Going on hiatus for a bit. Here's week's supply of DGIS for you to peruse all at once or a day at a time (insert own Schneider joke here).
May 23 –
Ok, so it wasn't all bang bang shoot shoot back in the good ol' days, there was some stab stab slit slit as well . Frank Chinari used a barbershop as a front for his blackhand activities. Every couple of months he moved to a new building in his upper eastside neighborhood and local residents wondered how he managed to stay in business without ever having any customers. His shop had plenty of visitors at all hours of the day and night but the men who went in never got a hair cut they just conversed with the "barber" for a while and then left.

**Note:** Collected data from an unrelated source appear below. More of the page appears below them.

//! Least recently used cache of composed glyphs.

use std::num::NonZeroUsize;
use std::sync::Arc;

use lru::LruCache;
use tracing::{debug, trace};

use crate::error::Result;
use crate::font::{FontProvider, GlyphId, ShapingOptions, ShapingProvider};
use crate::math::Point2;
use crate::tessellation::{Glyph, Tessellator};

/// Identifies one composed glyph.
#[derive(Debug, Clone, PartialEq, Eq, Hash)]
pub struct GlyphKey {
    pub font_name: String,
    pub glyph_id: GlyphId,
    /// Bit pattern of the font size, so the key stays `Eq + Hash`.
    size_bits: u32,
}

impl GlyphKey {
    #[must_use]
    pub fn new(font_name: &str, glyph_id: GlyphId, font_size: f32) -> Self {
        Self {
            font_name: font_name.to_owned(),
            glyph_id,
            size_bits: font_size.to_bits(),
        }
    }

    #[must_use]
    pub fn font_size(&self) -> f32 {
        f32::from_bits(self.size_bits)
    }
}

/// A glyph placed on the pen line of a run.
#[derive(Debug, Clone)]
pub struct PlacedGlyph {
    pub glyph: Arc<Glyph>,
    /// Index of the first character of the cluster this glyph belongs to.
    pub cluster: u32,
    /// Origin of the glyph relative to the start of the run.
    pub position: Point2,
}

/// Composes glyphs through its [`Tessellator`] and keeps the results.
///
/// Glyphs are only composed on a miss. With a size limit the least recently
/// used glyph is dropped once the limit is reached.
#[derive(Debug)]
pub struct GlyphCache {
    tessellator: Tessellator,
    glyphs: LruCache<GlyphKey, Arc<Glyph>>,
}

impl GlyphCache {
    /// Creates a cache holding at most `max_size` glyphs, or any number of
    /// glyphs for `None`.
    #[must_use]
    pub fn new(tessellator: Tessellator, max_size: Option<NonZeroUsize>) -> Self {
        let glyphs = match max_size {
            Some(cap) => LruCache::new(cap),
            None => LruCache::unbounded(),
        };
        Self {
            tessellator,
            glyphs,
        }
    }

    #[must_use]
    pub fn tessellator(&self) -> &Tessellator {
        &self.tessellator
    }

    #[must_use]
    pub fn len(&self) -> usize {
        self.glyphs.len()
    }

    #[must_use]
    pub fn is_empty(&self) -> bool {
        self.glyphs.is_empty()
    }

    #[must_use]
    pub fn contains(&self, key: &GlyphKey) -> bool {
        self.glyphs.contains(key)
    }

    pub fn clear(&mut self) {
        self.glyphs.clear();
    }

    /// Returns the glyph for `glyph_id` at `font_size`, composing it on a miss.
    ///
    /// # Errors
    ///
    /// Returns an error if the glyph has to be composed and composition fails.
    /// Failed glyphs are not cached.
    pub fn get_glyph(
        &mut self,
        font: &dyn FontProvider,
        glyph_id: GlyphId,
        font_size: f32,
    ) -> Result<Arc<Glyph>> {
        let key = GlyphKey::new(font.name(), glyph_id, font_size);
        if let Some(glyph) = self.glyphs.get(&key) {
            trace!(font = font.name(), glyph_id, "glyph cache hit");
            return Ok(Arc::clone(glyph));
        }

        let glyph = Arc::new(self.tessellator.compose_glyph(font, glyph_id, font_size)?);
        if let Some((evicted, _)) = self.glyphs.push(key, Arc::clone(&glyph)) {
            debug!(
                font = %evicted.font_name,
                glyph_id = evicted.glyph_id,
                font_size = evicted.font_size(),
                "evicted glyph"
            );
        }
        Ok(glyph)
    }

    /// Shapes `text` and places its glyphs along the pen line.
    ///
    /// # Errors
    ///
    /// Returns an error if shaping fails or any glyph cannot be composed.
    pub fn glyph_run(
        &mut self,
        shaper: &dyn ShapingProvider,
        font: &dyn FontProvider,
        text: &str,
        options: &ShapingOptions,
        font_size: f32,
    ) -> Result<Vec<PlacedGlyph>> {
        let chars: Vec<char> = text.chars().collect();
        let shaped = shaper.shape(
            font,
            &chars,
            options.direction,
            &options.script,
            &options.language,
            font_size,
        )?;

        let mut pen = Point2::origin();
        let mut run = Vec::with_capacity(shaped.len());
        for s in shaped {
            let glyph = self.get_glyph(font, s.glyph_id, font_size)?;
            run.push(PlacedGlyph {
                glyph,
                cluster: s.cluster,
                position: Point2::new(pen.x + s.x_offset, pen.y + s.y_offset),
            });
            pen.x += s.x_advance;
            pen.y += s.y_advance;
        }
        Ok(run)
    }
}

Chinari got on somebody's bad side though, because when a fourteen-year old neighbor boy looked into the rear window of the barber shop on this date in 1914, he saw the proprietor laying face down. The cops were summoned and it was learned that Chinari had had his throat slit. The killer also made two four inch slashes on each side of the "barber's" mouth. Was he a squealer? A search of the shop produced six sticks of dynamite as well as other bomb making materials. Besides bloody footprints there were no other clues found so police chalked it up to a feud within his extortion gang.
May 24 –
George Keeler was a boss stevedore who worked on the Luckenback Steamship pier and on the evening of May 23, Keeler and his wife went to a local theater and watched a gangster film before retiring for the evening. At about 5:00 am, seventy-three years ago today, two men climbed in through a rear window of the Keeler's abode, cut the phone lines and without alerting anyone to their presence made their way through the house to Keeler's bedroom. Once inside the room the men, one armed with a .38 and the other a .45, approached George's side of the bed and fired a volley of shots into the sleeping stevedore. He was killed instantly taking a bullet to the head, chest, two in the stomach and three in the groin. Mrs. Keeler immediately woke up and for a brief moment thought she was still at the movies until she heard the gunmen's feet running out of the room and looking over saw her husband's bloody head.
May 25 –
Just before midnight on this date in 1913 a gunfight erupted in what police called a gang feud. A Patrolman walking the beat ran towards the shooting and captured Frank Miller known as "Huckle", as he was trying to escape. The officer handed "Huckle" over to another cop who just arrived and captured another man who was trying to escape named Tom Leone. Together the two cops took the two men back to the scene of the shooting and made there way through the crowds that were beginning to fall out from the two local amusement parlors. There on the street they found the body of Tom Leone's brother who was named Jim but went by the nickname "Curly". Neither Leone or Miller stated why the shooting had taken place.
May 26 –
On this date in 1932 a Bronx milk man was making his rounds and came upon the dead body of twenty-four year old Walter Schwall who had been shot through the back of the head. A neighbor said that he had heard a group of men arguing at about 3:00am and looking out saw that they were in a large dark sedan. After a few minutes he heard what he thought was either a gunshot or the car back firing. Either way he didn't care enough to check and Schwall, who was tossed out of the sedan, remained in the road until the milkman made his grisly discovery later that morning. The dead man's record showed that he had been arrested twice for grand larceny in connection with car theft but was discharged both times.
May 28 –
Eighty –two years ago today Harry Bender was picked up at the hotel he was living in and an hour later was found in an empty lot in Queens with two bullets in his body and one in his head. Miraculously he was still conscious when taken to the hospital but refused to help the police. Even when his wife knelt at his bedside and begged him to tell the cops who shot him he responded by saying, "Never mind that will be taken care off."